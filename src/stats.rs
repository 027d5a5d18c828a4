//! Run statistics: counters aggregated across repositories, plus the
//! ordered error list.
//!
//! Workers report per-language figures back through return values; the
//! orchestrator is the single aggregation point, so no locks are involved.
//! `print_summary` renders the user-facing report at the end of a run —
//! counts and classified error causes, never stack traces.

use std::collections::BTreeMap;

use serde::Serialize;

use crate::error::ErrorRecord;

/// Statistics for one `(repository, language)` group.
#[derive(Debug, Default, Clone, Serialize)]
pub struct LanguageStats {
    pub files_processed: usize,
    pub chunks_stored: usize,
    pub chunks_by_collection: BTreeMap<String, usize>,
    pub business_domains: BTreeMap<String, usize>,
    pub errors: Vec<ErrorRecord>,
}

impl LanguageStats {
    pub fn record_error(&mut self, record: ErrorRecord) {
        self.errors.push(record);
    }
}

/// Whole-run statistics.
#[derive(Debug, Default, Clone, Serialize)]
pub struct RunStats {
    pub repositories_processed: usize,
    pub files_by_language: BTreeMap<String, usize>,
    pub chunks_by_collection: BTreeMap<String, usize>,
    pub business_domains: BTreeMap<String, usize>,
    pub errors: Vec<ErrorRecord>,
}

impl RunStats {
    /// Fold one language group's figures into the run totals.
    pub fn absorb(&mut self, language: &str, stats: LanguageStats) {
        *self
            .files_by_language
            .entry(language.to_string())
            .or_default() += stats.files_processed;
        for (collection, count) in stats.chunks_by_collection {
            *self.chunks_by_collection.entry(collection).or_default() += count;
        }
        for (domain, count) in stats.business_domains {
            *self.business_domains.entry(domain).or_default() += count;
        }
        self.errors.extend(stats.errors);
    }

    pub fn total_chunks_stored(&self) -> usize {
        self.chunks_by_collection.values().sum()
    }

    /// Human summary on stdout.
    pub fn print_summary(&self) {
        println!("Ingestion summary");
        println!("=================");
        println!();
        println!("  Repositories: {}", self.repositories_processed);

        if !self.files_by_language.is_empty() {
            println!();
            println!("  Files by language:");
            for (language, count) in &self.files_by_language {
                println!("    {language:<16} {count:>8}");
            }
        }

        if !self.chunks_by_collection.is_empty() {
            println!();
            println!("  Chunks by collection:");
            for (collection, count) in &self.chunks_by_collection {
                println!("    {collection:<24} {count:>8}");
            }
        }

        if !self.business_domains.is_empty() {
            println!();
            println!("  Business domains:");
            for (domain, count) in &self.business_domains {
                println!("    {domain:<16} {count:>8}");
            }
        }

        if !self.errors.is_empty() {
            println!();
            println!("  Errors ({}):", self.errors.len());
            for record in self.errors.iter().take(20) {
                if record.path.is_empty() {
                    println!("    - {}", record.cause);
                } else {
                    println!("    - {}: {}", record.path, record.cause);
                }
            }
            if self.errors.len() > 20 {
                println!("    ... and {} more", self.errors.len() - 20);
            }
        }
        println!();
    }
}

#[cfg(test)]
mod tests {
    use super::*;

    #[test]
    fn absorb_accumulates_counts() {
        let mut run = RunStats::default();
        let mut first = LanguageStats::default();
        first.files_processed = 3;
        first.chunks_by_collection.insert("code_rust".into(), 10);
        first.business_domains.insert("auth".into(), 4);

        let mut second = LanguageStats::default();
        second.files_processed = 2;
        second.chunks_by_collection.insert("code_rust".into(), 5);
        second.record_error(ErrorRecord::new("x.rs", "parse failed"));

        run.absorb("rust", first);
        run.absorb("rust", second);

        assert_eq!(run.files_by_language["rust"], 5);
        assert_eq!(run.chunks_by_collection["code_rust"], 15);
        assert_eq!(run.business_domains["auth"], 4);
        assert_eq!(run.errors.len(), 1);
        assert_eq!(run.total_chunks_stored(), 15);
    }
}
//! The chunk data model: the unit of embedding.
//!
//! A [`Chunk`] is a syntactically coherent span of source text produced by
//! a language parser, carrying enough provenance and classification
//! metadata to be self-describing once stored. Identity is content-based:
//!
//! - `chunk_hash` — SHA-256 over `language | file_path | item_type |
//!   item_name | content`, lowercase hex. Two chunks with the same hash
//!   denote the same unit.
//! - `point_id` — a UUIDv5 derived from the hash, so re-ingesting the same
//!   chunk always overwrites the same vector point, never duplicates it.

use std::collections::BTreeMap;

use serde::{Deserialize, Serialize};
use sha2::{Digest, Sha256};
use uuid::Uuid;

use crate::config::{DomainPattern, Language};

/// Domain tag used when no configured pattern matches.
pub const UNKNOWN_DOMAIN: &str = "unknown";

/// A syntactically coherent unit of source text, ready for embedding.
#[derive(Debug, Clone, Serialize, Deserialize)]
pub struct Chunk {
    /// Exact source text spanning the chunk, UTF-8.
    pub content: String,
    /// Language tag; must map to a configured collection.
    pub language: Language,
    /// Language-specific category (function, struct, contract, section, …).
    pub item_type: String,
    /// Declared name, or a synthesized `<anonymous:line>` stand-in.
    pub item_name: String,
    /// Path relative to the repository root.
    pub file_path: String,
    /// 1-based inclusive start line.
    pub start_line: usize,
    /// 1-based inclusive end line.
    pub end_line: usize,
    /// Repository identity.
    pub repo_id: String,
    /// Component within the repository (first path segment heuristic).
    pub repo_component: String,
    /// Business domain tag from the ordered keyword classifier.
    pub business_domain: String,
    /// Structural complexity in `[0, 1]`.
    pub complexity_score: f64,
    /// Content-derived identity, lowercase hex SHA-256.
    pub chunk_hash: String,
    /// Language-specific extras (visibility, async-ness, doc_type, …).
    pub metadata: BTreeMap<String, serde_json::Value>,
}

impl Chunk {
    /// Compute the identity hash for the canonical chunk fields.
    pub fn compute_hash(
        language: Language,
        file_path: &str,
        item_type: &str,
        item_name: &str,
        content: &str,
    ) -> String {
        let mut hasher = Sha256::new();
        hasher.update(language.as_str().as_bytes());
        hasher.update(b"|");
        hasher.update(file_path.as_bytes());
        hasher.update(b"|");
        hasher.update(item_type.as_bytes());
        hasher.update(b"|");
        hasher.update(item_name.as_bytes());
        hasher.update(b"|");
        hasher.update(content.as_bytes());
        format!("{:x}", hasher.finalize())
    }

    /// Recompute and set `chunk_hash` from the canonical fields.
    pub fn seal(&mut self) {
        self.chunk_hash = Self::compute_hash(
            self.language,
            &self.file_path,
            &self.item_type,
            &self.item_name,
            &self.content,
        );
    }

    /// Deterministic vector point id: UUIDv5 of the chunk hash.
    ///
    /// Same content always maps to the same point, making upserts
    /// last-writer-wins rather than append-only.
    pub fn point_id(&self) -> Uuid {
        point_id_for_hash(&self.chunk_hash)
    }

    /// Number of source lines spanned.
    pub fn line_count(&self) -> usize {
        self.end_line - self.start_line + 1
    }

    /// Synthesized name for items without a declared identifier.
    pub fn anonymous_name(line: usize) -> String {
        format!("<anonymous:{line}>")
    }
}

/// UUIDv5 derivation used for vector point ids.
pub fn point_id_for_hash(chunk_hash: &str) -> Uuid {
    Uuid::new_v5(&Uuid::NAMESPACE_URL, chunk_hash.as_bytes())
}

/// Classify the business domain of a chunk.
///
/// First match wins, iterating patterns in declaration order; within a
/// pattern the path is searched before the content, both lowercased. The
/// same `(file_path, content, patterns)` always yields the same tag.
pub fn classify_domain(patterns: &[DomainPattern], file_path: &str, content: &str) -> String {
    let path = file_path.to_lowercase();
    let body = content.to_lowercase();
    for pattern in patterns {
        for keyword in &pattern.keywords {
            if path.contains(keyword) || body.contains(keyword) {
                return pattern.domain.clone();
            }
        }
    }
    UNKNOWN_DOMAIN.to_string()
}

/// Structural complexity estimate in `[0, 1]`:
/// `0.4·lines/200 + 0.3·max_indent/5 + 0.3·branches/10`, each term clamped.
pub fn complexity_score(content: &str) -> f64 {
    let lines = content.lines().count() as f64;

    let max_indent = content
        .lines()
        .filter(|l| !l.trim().is_empty())
        .map(indent_level)
        .max()
        .unwrap_or(0) as f64;

    let branches = count_branch_keywords(content) as f64;

    let norm_lines = (lines / 200.0).min(1.0);
    let norm_indent = (max_indent / 5.0).min(1.0);
    let norm_branches = (branches / 10.0).min(1.0);

    0.4 * norm_lines + 0.3 * norm_indent + 0.3 * norm_branches
}

/// Indentation depth of a line: leading whitespace divided by 4, tabs
/// counting as a full level.
fn indent_level(line: &str) -> usize {
    let mut width = 0usize;
    for ch in line.chars() {
        match ch {
            ' ' => width += 1,
            '\t' => width += 4,
            _ => break,
        }
    }
    width / 4
}

const BRANCH_KEYWORDS: [&str; 11] = [
    "if", "else", "for", "while", "match", "loop", "case", "catch", "when", "require", "assert",
];

/// Count branch keywords as whole words.
fn count_branch_keywords(content: &str) -> usize {
    let mut count = 0usize;
    for token in content.split(|c: char| !c.is_alphanumeric() && c != '_') {
        if BRANCH_KEYWORDS.contains(&token) {
            count += 1;
        }
    }
    count
}

/// Infer which repository component a file belongs to.
///
/// Recognizes common monorepo layouts first (apps/*, packages/*), then
/// falls back to well-known top-level directory names, then `core`.
pub fn infer_repo_component(relative_path: &str) -> String {
    let path = relative_path.replace('\\', "/");

    if let Some(rest) = path.strip_prefix("apps/") {
        if let Some(app) = rest.split('/').next() {
            return app.to_string();
        }
    }
    if path.starts_with("packages/ui/") {
        return "shared-ui".to_string();
    }
    if path.starts_with("packages/") {
        return "shared-packages".to_string();
    }

    let first = path.split('/').next().unwrap_or("");
    match first {
        "api" | "apis" => "api".to_string(),
        "contracts" | "contract" => "contracts".to_string(),
        "cli" | "commands" => "cli".to_string(),
        "docs" | "documentation" => "documentation".to_string(),
        "frontend" | "ui" | "app" => "frontend".to_string(),
        "backend" | "server" => "backend".to_string(),
        "db" | "database" => "database".to_string(),
        _ => "core".to_string(),
    }
}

▶ _Prompt_: Reproduce the entries exactly, starting at their first line and stopping after the line with "Statistics for one".

▶ _Written response_:
filename src/stats.rs
repository 027d5a5d18c828a4
//! Run statistics: counters aggregated across repositories, plus the
//! ordered error list.
//!
//! Workers report per-language figures back through return values; the
//! orchestrator is the single aggregation point, so no locks are involved.
//! `print_summary` renders the user-facing report at the end of a run —
//! counts and classified error causes, never stack traces.

use std::collections::BTreeMap;

use serde::Serialize;

use crate::error::ErrorRecord;

/// Statistics for one `(repository, language)` group.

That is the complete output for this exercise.